Insufficient detail, missing risk assessments, or unclear diagnostic justification can result in denials or payer requests for additional information, adding to a practice’s administrative load. Practices with multiple providers may even have variability in documentation quality.

An internal review process to monitor documentation and provide feedback can prevent repeat issues and help with compliance. Standardized templates help ensure that each evaluation includes the required elements.

Common errors in 90791 claims include using it for brief or medication-focused visits, documenting therapy instead of evaluation, or omitting things that payers expect in a diagnostic evaluation. Because payers typically don’t allow 90791 to be billed with psychotherapy codes on the same date of service, combining evaluation and therapy in a single session and billing for both will not work. And payers reviewing claims can only verify clinical work that is documented in the record, so all documentation must be thorough and complete.

Delays in completing evaluations can slow down treatment planning or authorization processes. Completing evaluations efficiently, when the details are still fresh, makes it possible to submit more reliable claims.

There are some recommended best practices to help practices do that:

  • Using structured templates that prompt clinicians to address all required elements
  • Conducting peer reviews of documentation to ensure consistency
  • Providing standardized training to new clinicians on documentation standards and payer expectations
  • Scheduling blocks that allow for comprehensive evaluations

 

An electronic health record (EHR) software designed to accommodate the documentation needs of behavioral health practices can help these best practices fit into real-world workflows.

90791 vs. 90837

Clinicians and billing teams should not confuse 90791 with 90837, a CPT code for a 60-minute therapy session. Both services take similar amounts of time but serve different purposes. A 90837 session involves addressing symptoms and working toward treatment goals. For example, a clinician might actively work with a patient to process emotions, challenge unhelpful thoughts, or address behavioral patterns.

The clinical focus differs significantly between these codes, and session documentation should reflect that. If a clinician tries to combine a full diagnostic evaluation and a full psychotherapy session in the same visit, payers may deny the claim because the services aren’t separately billable on the same date.

EHR templates can help make sure documentation matches the CPT code billed. Evaluation templates might prompt clinicians to complete all required assessment components, while therapy templates focus on progress documentation. This type of structural support helps ensure accurate documentation.

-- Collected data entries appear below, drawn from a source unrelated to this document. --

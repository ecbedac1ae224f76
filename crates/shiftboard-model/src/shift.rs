//! Shifts and their annotations
//!
//! A [`Shift`] is one scheduled assignment on one day. Its `id` is minted when
//! the shift is created and never changes; every other field may be edited in
//! place. Comments and notes are [`Annotation`]s: immutable once written.

use crate::palette::{self, Color, ColorPair};
use crate::session::Session;
use chrono::{DateTime, Utc};
use serde::{Deserialize, Deserializer, Serialize};
use std::fmt;
use ulid::Ulid;

/// Maximum length of a shift's initials
pub const MAX_INITIALS: usize = 4;

/// Opaque shift identifier
#[derive(Debug, Clone, PartialEq, Eq, PartialOrd, Ord, Hash, Serialize, Deserialize)]
#[serde(transparent)]
pub struct ShiftId(pub String);

impl ShiftId {
    /// Mint a fresh identifier
    #[inline]
    #[must_use]
    pub fn generate() -> Self {
        Self(Ulid::new().to_string())
    }
}

impl fmt::Display for ShiftId {
    fn fmt(&self, f: &mut fmt::Formatter<'_>) -> fmt::Result {
        f.write_str(&self.0)
    }
}

impl From<&str> for ShiftId {
    fn from(s: &str) -> Self {
        Self(s.to_string())
    }
}

/// Identifier of a comment or note
#[derive(Debug, Clone, PartialEq, Eq, Hash, Serialize, Deserialize)]
#[serde(transparent)]
pub struct EntryId(pub String);

impl EntryId {
    /// Mint a fresh identifier
    #[inline]
    #[must_use]
    pub fn generate() -> Self {
        Self(Ulid::new().to_string())
    }
}

/// Authored, timestamped text attached to a shift or a day
#[derive(Debug, Clone, PartialEq, Eq, Serialize, Deserialize)]
pub struct Annotation {
    /// Unique id
    pub id: EntryId,
    /// Author label captured at creation time
    pub user: String,
    /// Free text
    pub text: String,
    /// Creation timestamp
    pub date: DateTime<Utc>,
}

impl Annotation {
    /// Author a new annotation as `session`, stamped now
    #[must_use]
    pub fn authored(session: &Session, text: impl Into<String>) -> Self {
        Self {
            id: EntryId::generate(),
            user: session.author_label(),
            text: text.into(),
            date: Utc::now(),
        }
    }
}

/// Comment on a shift
pub type Comment = Annotation;

/// Note on a day
pub type Note = Annotation;

/// A scheduled assignment
#[derive(Debug, Clone, PartialEq, Eq, Serialize, Deserialize)]
#[serde(rename_all = "camelCase")]
pub struct Shift {
    /// Immutable identity
    pub id: ShiftId,
    /// Site name, free text
    pub site: String,
    /// `HHMM`
    pub start_time: String,
    /// `HHMM`
    pub end_time: String,
    /// Assignee initials, possibly empty
    #[serde(default)]
    pub initials: String,
    /// Background fill; unknown names read as the default
    #[serde(default = "default_bg", deserialize_with = "decode_bg")]
    pub bg_color: Color,
    /// Font color; unknown names read as the default
    #[serde(default = "default_font", deserialize_with = "decode_font")]
    pub font_color: Color,
    /// Oldest first
    #[serde(default)]
    pub comments: Vec<Comment>,
}

fn default_bg() -> Color {
    ColorPair::DEFAULT.bg
}

fn default_font() -> Color {
    ColorPair::DEFAULT.font
}

fn decode_bg<'de, D: Deserializer<'de>>(deserializer: D) -> Result<Color, D::Error> {
    palette::decode_or(deserializer, default_bg())
}

fn decode_font<'de, D: Deserializer<'de>>(deserializer: D) -> Result<Color, D::Error> {
    palette::decode_or(deserializer, default_font())
}

impl Shift {
    /// Materialize a draft under a freshly minted id
    #[must_use]
    pub fn from_draft(draft: ShiftDraft) -> Self {
        Self {
            id: ShiftId::generate(),
            site: draft.site,
            start_time: draft.start_time,
            end_time: draft.end_time,
            initials: draft.initials,
            bg_color: draft.bg_color,
            font_color: draft.font_color,
            comments: draft.comments,
        }
    }

    /// Detached copy of every field except `id`
    #[must_use]
    pub fn to_draft(&self) -> ShiftDraft {
        ShiftDraft {
            site: self.site.clone(),
            start_time: self.start_time.clone(),
            end_time: self.end_time.clone(),
            initials: self.initials.clone(),
            bg_color: self.bg_color,
            font_color: self.font_color,
            comments: self.comments.clone(),
        }
    }

    /// Current fill/font pair
    #[inline]
    #[must_use]
    pub fn colors(&self) -> ColorPair {
        ColorPair {
            bg: self.bg_color,
            font: self.font_color,
        }
    }

    /// Overwrite fill and font
    #[inline]
    pub fn set_colors(&mut self, pair: ColorPair) {
        self.bg_color = pair.bg;
        self.font_color = pair.font;
    }

    /// Check the field invariants
    ///
    /// # Errors
    /// The first violated invariant.
    pub fn validate(&self) -> Result<(), ValidationError> {
        validate_fields(&self.site, &self.start_time, &self.end_time, &self.initials)
    }
}

/// Shift contents without an identity: the input to add and the clipboard
#[derive(Debug, Clone, PartialEq, Eq, Serialize, Deserialize)]
#[serde(rename_all = "camelCase")]
pub struct ShiftDraft {
    pub site: String,
    pub start_time: String,
    pub end_time: String,
    #[serde(default)]
    pub initials: String,
    #[serde(default = "default_bg")]
    pub bg_color: Color,
    #[serde(default = "default_font")]
    pub font_color: Color,
    #[serde(default)]
    pub comments: Vec<Comment>,
}

impl ShiftDraft {
    /// Draft with default colors and no initials
    #[must_use]
    pub fn new(
        site: impl Into<String>,
        start_time: impl Into<String>,
        end_time: impl Into<String>,
    ) -> Self {
        Self {
            site: site.into(),
            start_time: start_time.into(),
            end_time: end_time.into(),
            initials: String::new(),
            bg_color: ColorPair::DEFAULT.bg,
            font_color: ColorPair::DEFAULT.font,
            comments: Vec::new(),
        }
    }

    /// With assignee initials
    #[inline]
    #[must_use]
    pub fn with_initials(mut self, initials: impl Into<String>) -> Self {
        self.initials = initials.into();
        self
    }

    /// With a fill/font pair
    #[inline]
    #[must_use]
    pub fn with_colors(mut self, pair: ColorPair) -> Self {
        self.bg_color = pair.bg;
        self.font_color = pair.font;
        self
    }

    /// Check the field invariants
    ///
    /// # Errors
    /// The first violated invariant.
    pub fn validate(&self) -> Result<(), ValidationError> {
        validate_fields(&self.site, &self.start_time, &self.end_time, &self.initials)
    }
}

/// Malformed shift input
#[derive(Debug, Clone, PartialEq, Eq, thiserror::Error)]
pub enum ValidationError {
    /// Required field left blank
    #[error("{0} is required")]
    MissingField(&'static str),

    /// Time not exactly four digits
    #[error("{field} must be four digits (HHMM), got '{value}'")]
    MalformedTime { field: &'static str, value: String },

    /// Initials longer than allowed
    #[error("initials may be at most 4 characters, got {0}")]
    InitialsTooLong(usize),
}

fn validate_fields(
    site: &str,
    start_time: &str,
    end_time: &str,
    initials: &str,
) -> Result<(), ValidationError> {
    if site.trim().is_empty() {
        return Err(ValidationError::MissingField("site"));
    }
    check_time("startTime", start_time)?;
    check_time("endTime", end_time)?;
    let initials_len = initials.chars().count();
    if initials_len > MAX_INITIALS {
        return Err(ValidationError::InitialsTooLong(initials_len));
    }
    Ok(())
}

fn check_time(field: &'static str, value: &str) -> Result<(), ValidationError> {
    if value.is_empty() {
        return Err(ValidationError::MissingField(field));
    }
    if value.len() != 4 || !value.bytes().all(|b| b.is_ascii_digit()) {
        return Err(ValidationError::MalformedTime {
            field,
            value: value.to_string(),
        });
    }
    Ok(())
}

Treating the 90791 evaluation as a real clinical tool creates a strong foundation for everything that follows. A thorough evaluation gives payers what they need to approve services and reduces back-and-forth over missing information.

Practices that get CPT codes right tend to have fewer billing headaches and better patient outcomes. Setting clear documentation standards and building efficient workflows means clinical records are clearer and more useful. A solid diagnostic evaluation benefits everyone—patients, clinicians, and the practice.